As you already know, both of these conditions affect the spine. Spondylolisthesis is where one vertebral (spine) bone slips in front of another vertebra. In such cases, there’s a forward slip of the the vertebra. But there is also lateral listhesis where one vertebra starts to slide off to the side.
In either case (forward or sideways slide of the bone), the force of gravity shifts over. The spinal muscles try to hold the spine and compensate for that abnormality. These changes often cause mechanical pain in the back. With aging, arthritis in the joints and disc collapse add to the problem.
If the problem of spondylolisthesis occurs in the spine above L1 or L2 (first or second lumbar vertebra), stenosis (a narrowing of the spinal canal) can develop. The shift of the vertebra closes down the canal opening where the spinal cord travels.
Then pressure directly on the spinal cord can cause painful symptoms. But usually this condition affects one of the lower lumbar vertebrae. So it’s the spinal nerve roots that exit the spinal cord below L2 that get pinched or compressed.
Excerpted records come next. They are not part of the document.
//! Background worker for the secondary effects of an article write.
//!
//! Cache updates and webhook notifications are handed to this thread after
//! the article commit succeeds, so the request can answer without waiting
//! for them. Effects run in submission order; their failures are logged
//! here and never reach the client.

use crossbeam_channel::{Receiver, Sender, TrySendError, bounded};
use std::sync::Mutex;
use std::sync::mpsc as oneshot;
use std::thread::{self, JoinHandle};

use crate::content::{CacheOp, CacheSync, Frontmatter};
use crate::types::ContentKey;
use crate::webhook::{CmsEvent, Notifier};

/// A secondary effect of an article write.
#[derive(Debug, Clone)]
pub enum Effect {
    /// Apply a change to the directory's `index.json`.
    SyncCache {
        key: ContentKey,
        frontmatter: Frontmatter,
        body: String,
        op: CacheOp,
    },

    /// Tell webhook endpoints about an article event.
    Notify { event: CmsEvent, key: ContentKey },
}

/// Requests the worker can handle.
pub enum WorkerRequest {
    /// Run an effect (fire and forget).
    Apply(Effect),

    /// Reply once every effect queued before this one has run.
    Flush { reply: oneshot::Sender<()> },

    /// Shutdown the worker.
    Shutdown,
}

/// Background worker that applies effects.
pub struct Worker {
    receiver: Receiver<WorkerRequest>,
    cache: CacheSync,
    notifier: Notifier,
}

impl Worker {
    pub fn new(receiver: Receiver<WorkerRequest>, cache: CacheSync, notifier: Notifier) -> Self {
        Self {
            receiver,
            cache,
            notifier,
        }
    }

    /// Run the worker loop (blocks until Shutdown).
    pub fn run(self) {
        log::info!("Effects worker started");

        loop {
            match self.receiver.recv() {
                Ok(WorkerRequest::Apply(effect)) => self.apply(effect),
                Ok(WorkerRequest::Flush { reply }) => {
                    let _ = reply.send(());
                }
                Ok(WorkerRequest::Shutdown) => {
                    log::info!("Effects worker shutting down");
                    break;
                }
                Err(_) => {
                    log::info!("Effects channel closed, exiting");
                    break;
                }
            }
        }
    }

    fn apply(&self, effect: Effect) {
        match effect {
            Effect::SyncCache {
                key,
                frontmatter,
                body,
                op,
            } => {
                log::debug!("Cache {:?} for {}", op, key);
                if let Err(e) = self.cache.update_for_content(&key, &frontmatter, &body, op) {
                    log::warn!("Cache update failed for {}: {}", key, e);
                }
            }
            Effect::Notify { event, key } => {
                log::debug!("Webhook {} for {}", event, key);
                self.notifier.notify(event, &key);
            }
        }
    }
}

/// Effects waiting beyond this are dropped instead of blocking the writer.
pub const EFFECT_QUEUE_CAPACITY: usize = 100;

/// Cloneable submit side of the worker queue.
#[derive(Clone)]
pub struct EffectQueue {
    sender: Sender<WorkerRequest>,
}

impl EffectQueue {
    /// Queue an effect without blocking. When the worker has fallen behind
    /// and the queue is full the effect is dropped; the cache may lag until
    /// the next write or rebuild.
    pub fn submit(&self, effect: Effect) {
        match self.sender.try_send(WorkerRequest::Apply(effect)) {
            Ok(()) => {}
            Err(TrySendError::Full(WorkerRequest::Apply(effect))) => {
                log::warn!("Effects queue full, dropping {:?}", effect);
            }
            Err(TrySendError::Full(_)) => {}
            Err(TrySendError::Disconnected(_)) => {
                log::warn!("Effects worker is gone, dropping effect");
            }
        }
    }

    /// Wait until everything submitted so far has been applied.
    pub fn flush(&self) {
        let (tx, rx) = oneshot::channel();
        if self.sender.send(WorkerRequest::Flush { reply: tx }).is_ok() {
            let _ = rx.recv();
        }
    }
}

/// Handle for managing the worker thread from the main daemon.
pub struct WorkerHandle {
    queue: EffectQueue,
    thread: Mutex<Option<JoinHandle<()>>>,
}

impl WorkerHandle {
    /// Spawn the worker thread.
    pub fn spawn(cache: CacheSync, notifier: Notifier) -> Self {
        let (sender, receiver) = bounded(EFFECT_QUEUE_CAPACITY);

        let worker = Worker::new(receiver, cache, notifier);
        let thread = thread::Builder::new()
            .name("inkraft-effects".to_string())
            .spawn(move || worker.run())
            .expect("failed to spawn effects thread");

        Self {
            queue: EffectQueue { sender },
            thread: Mutex::new(Some(thread)),
        }
    }

    pub fn queue(&self) -> EffectQueue {
        self.queue.clone()
    }

    /// Apply everything still queued, then stop the worker.
    pub fn shutdown(&self) {
        let thread = match self.thread.lock() {
            Ok(mut guard) => guard.take(),
            Err(poisoned) => poisoned.into_inner().take(),
        };
        if let Some(thread) = thread {
            let _ = self.queue.sender.send(WorkerRequest::Shutdown);
            let _ = thread.join();
        }
    }
}

impl Drop for WorkerHandle {
    fn drop(&mut self) {
        self.shutdown();
    }
}

#[cfg(test)]
mod tests {
    use super::*;
    use crate::config::CmsConfig;
    use crate::github::memory::MemoryRepo;
    use serde_json::json;
    use std::net::TcpListener;
    use std::sync::Arc;
    use std::time::{Duration, Instant};

    fn spawn() -> (Arc<MemoryRepo>, WorkerHandle) {
        spawn_with(
            r#"{ "targetRepository": "octocat/blog", "content": [{ "directory": "posts" }] }"#,
        )
    }

    fn spawn_with(config: &str) -> (Arc<MemoryRepo>, WorkerHandle) {
        let config: Arc<CmsConfig> = Arc::new(config.parse().unwrap());
        let repo = Arc::new(MemoryRepo::new("octocat/blog", "main"));
        let handle = WorkerHandle::spawn(
            CacheSync::new(repo.clone(), config.clone()),
            Notifier::new(&config),
        );
        (repo, handle)
    }

    fn sync_cache(slug: &str, op: CacheOp) -> Effect {
        Effect::SyncCache {
            key: ContentKey::new("posts", slug),
            frontmatter: json!({ "title": slug }).as_object().unwrap().clone(),
            body: String::new(),
            op,
        }
    }

    #[test]
    fn test_worker_spawn_and_shutdown() {
        let (_repo, handle) = spawn();
        let _queue = handle.queue();

        handle.shutdown();

        // Double shutdown should be safe (no-op)
        handle.shutdown();
    }

    #[test]
    fn effects_apply_in_order() {
        let (repo, handle) = spawn();
        let queue = handle.queue();

        queue.submit(sync_cache("a", CacheOp::Create));
        queue.submit(sync_cache("b", CacheOp::Create));
        queue.submit(sync_cache("a", CacheOp::Delete));
        queue.flush();

        let records: Vec<serde_json::Value> =
            serde_json::from_str(&repo.file_text("posts/index.json").unwrap()).unwrap();
        assert_eq!(records.len(), 1);
        assert_eq!(records[0]["slug"], "b");
    }

    #[test]
    fn shutdown_drains_queue() {
        let (repo, handle) = spawn();
        let queue = handle.queue();

        queue.submit(sync_cache("a", CacheOp::Create));
        handle.shutdown();

        assert!(repo.file_text("posts/index.json").is_some());

        // Submitting after shutdown is dropped quietly
        queue.submit(sync_cache("b", CacheOp::Create));
        queue.flush();
    }

    #[test]
    fn submit_does_not_wait_for_stalled_webhook() {
        // Accepts connections but never answers.
        let endpoint = TcpListener::bind("127.0.0.1:0").unwrap();
        let config = format!(
            r#"{{
                "targetRepository": "octocat/blog",
                "httpTimeoutSecs": 30,
                "webhooks": {{
                    "enabled": true,
                    "endpoints": [{{ "name": "slow", "url": "http://{}/hook" }}]
                }}
            }}"#,
            endpoint.local_addr().unwrap()
        );
        let (_repo, handle) = spawn_with(&config);
        let queue = handle.queue();

        let started = Instant::now();
        for i in 0..EFFECT_QUEUE_CAPACITY + 20 {
            queue.submit(Effect::Notify {
                event: CmsEvent::Create,
                key: ContentKey::new("posts", format!("a-{}", i)),
            });
        }
        assert!(started.elapsed() < Duration::from_secs(5));

        // Refuse further connections so the backlog drains quickly.
        drop(endpoint);
        handle.shutdown();
    }
}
Stenosis can also develop as a result of other problems. Basically, anything that makes the spinal canal smaller than it should be contributes to stenosis. That could be bone spurs, thickening of the spinal ligaments, and/or thinning of the disc and subsequent narrowing of the disc spaces. With any of these degenerative (age-related) changes in the spine, painful back and/or leg pain can develop because of the nerve compression.
You may have stenosis from the spondylolisthesis. You could also have spondylolisthesis with stenosis from other contributing factors. You would have to have your surgeon explain the meaning of these two terms in your specific case to fully understand the difference (if there is any).